We have no reason to believe that this situation has changed in the interim.”

“These risks are well understood globally and having a system of collection for expired medicines has been required under EU law since 2004. The Environmental Protection Agency too has set out the establishment of a nationwide system as a key recommendation in its National Hazardous Waste Management Plan, with implementation due last year.”

By encouraging patients to return their unused medicines to their local community pharmacy, thus restricting access to unused medicines, the introduction of a DUMP Scheme can also reduce the risk of suicide, deliberate self-harm and accidental poisoning in children and help prevent environmental pollution.

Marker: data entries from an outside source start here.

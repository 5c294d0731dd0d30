use crate::product::PriceObjective;

/// System message sent with single-phase searches.
pub const SYSTEM_PROMPT: &str = "You are a helpful AI assistant specialized in Lithuanian market product analysis. Your responses should be accurate, structured as requested, and focused on product information available in Lithuania. Always format product data as proper JSON.";

const GUIDELINES: &str = r#"Follow these guidelines:
1. Tik Lietuviški puslapiai (išskyrus katalogas.cpo.lt, zuza.lt)
2. Verify the product is currently available for purchase
3. Gather accurate pricing in EUR
4. Evaluate technical specification requirements one by one"#;

const SCHEMA_HEAD: &str = r#"[
  {
    "provider": "Company selling the product",
    "provider_website": "Main website domain (e.g., telia.lt)",
    "provider_url": "Full URL to the specific product page",
    "product_name": "Complete product name with model",
    "product_properties": {
      "key_spec1": "value1",
      "key_spec2": "value2"
    },
    "product_sku": "Any product identifiers (SKU, UPC, model number)",
    "product_price": 299.99,"#;

const SCHEMA_TAIL: &str = r#"    "evaluation": "Detailed assessment of how the product meets or fails each technical specification"
  }
]"#;

const JSON_ONLY: &str =
    "DO NOT include any explanation, preamble, or additional text - ONLY provide the JSON array.";

/// Prompt for a single-phase search. The domain allow-list travels in the
/// request's domain filter, not here.
pub fn build_prompt(spec: &str, objective: PriceObjective, unit: Option<&str>) -> String {
    let mut prompt = format!(
        "Analyze the Lithuanian market and gather detailed product information according to the following technical specification:\n{}\n\n{}\n",
        spec.trim(),
        GUIDELINES
    );
    push_normalization(&mut prompt, objective, unit);
    push_schema(&mut prompt, objective, unit);
    prompt
}

/// Phase one of a two-phase search: ask only for product pages.
pub fn build_discovery_prompt(spec: &str, domains: &[String]) -> String {
    let domain_line = if domains.is_empty() {
        "Search Lithuanian online shops.".to_string()
    } else {
        format!("Search only these websites: {}.", domains.join(", "))
    };

    format!(
        "Find product pages in the Lithuanian market that match the following technical specification:\n{}\n\n{}\nList each relevant product page with its title and full URL. Only include pages where the product is currently available for purchase.",
        spec.trim(),
        domain_line
    )
}

/// Phase two: structured extraction from one exact product page.
pub fn build_detail_prompt(
    spec: &str,
    url: &str,
    objective: PriceObjective,
    unit: Option<&str>,
) -> String {
    let mut prompt = format!(
        "Extract product information from this page: {}\n\nCompare the product against the following technical specification:\n{}\n\nOnly report products shown on that page. Gather accurate pricing in EUR and evaluate the technical specification requirements one by one.\n",
        url,
        spec.trim()
    );
    push_normalization(&mut prompt, objective, unit);
    push_schema(&mut prompt, objective, unit);
    prompt
}

fn push_normalization(prompt: &mut String, objective: PriceObjective, unit: Option<&str>) {
    let line = match objective {
        PriceObjective::None => return,
        PriceObjective::Unit => format!(
            "5. Calculate the price per single {} (price_per_unit) for each product by dividing the price by the number of units in the package.",
            objective.unit_label(unit).unwrap_or_default()
        ),
        PriceObjective::Kg => "5. Calculate the price per kilogram (price_per_kg) for each product based on its net weight.".to_string(),
        PriceObjective::Liter => "5. Calculate the price per liter (price_per_liter) for each product based on its volume.".to_string(),
        PriceObjective::Package => "5. Calculate the price per package (price_per_package) for each product, accounting for multi-pack offers.".to_string(),
    };
    prompt.push_str(&line);
    prompt.push('\n');
}

fn push_schema(prompt: &mut String, objective: PriceObjective, unit: Option<&str>) {
    prompt.push_str(
        "\nIMPORTANT: Your response MUST be formatted EXACTLY as a valid JSON array of product objects.\nEach product in the array should have the following fields:\n\n",
    );
    prompt.push_str(SCHEMA_HEAD);
    prompt.push('\n');
    if let (Some(key), Some(label)) = (objective.price_key(), objective.unit_label(unit)) {
        prompt.push_str(&format!("    \"{}\": 12.50,\n", key));
        prompt.push_str(&format!("    \"unit_type\": \"{}\",\n", label));
    }
    prompt.push_str(SCHEMA_TAIL);
    prompt.push_str("\n\n");
    prompt.push_str(JSON_ONLY);
    prompt.push('\n');
}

“For the pharmacies themselves disposal services are very expensive to operate. It has reached the stage where it is not viable for pharmacies to accept unused medicines from the public without the state covering the cost of disposing these medicines. A national scheme, therefore, is the most viable option and would also assist in raising awareness and improving uptake.”

The IPU is calling for the introduction of a DUMP scheme which includes a national promotional campaign and covers the costs of disposing medicines. “Our first challenge is to make sure everyone knows the risks. Then we need it to be easy to do the right thing. There are many successful models for the HSE to replicate including an initiative that has run very successfully in Cork and Kerry, which should immediately be rolled-out to the rest of the country.”

Mr Murray concluded by explaining the role he feels pharmacies should play. “Pharmacies are the logical centre point for this national programme. There are over 1,800 nationwide and we already have a relationship with patients when it comes to managing their medications. With the correct funding mechanism in place pharmacies can implement a DUMP scheme without delay.”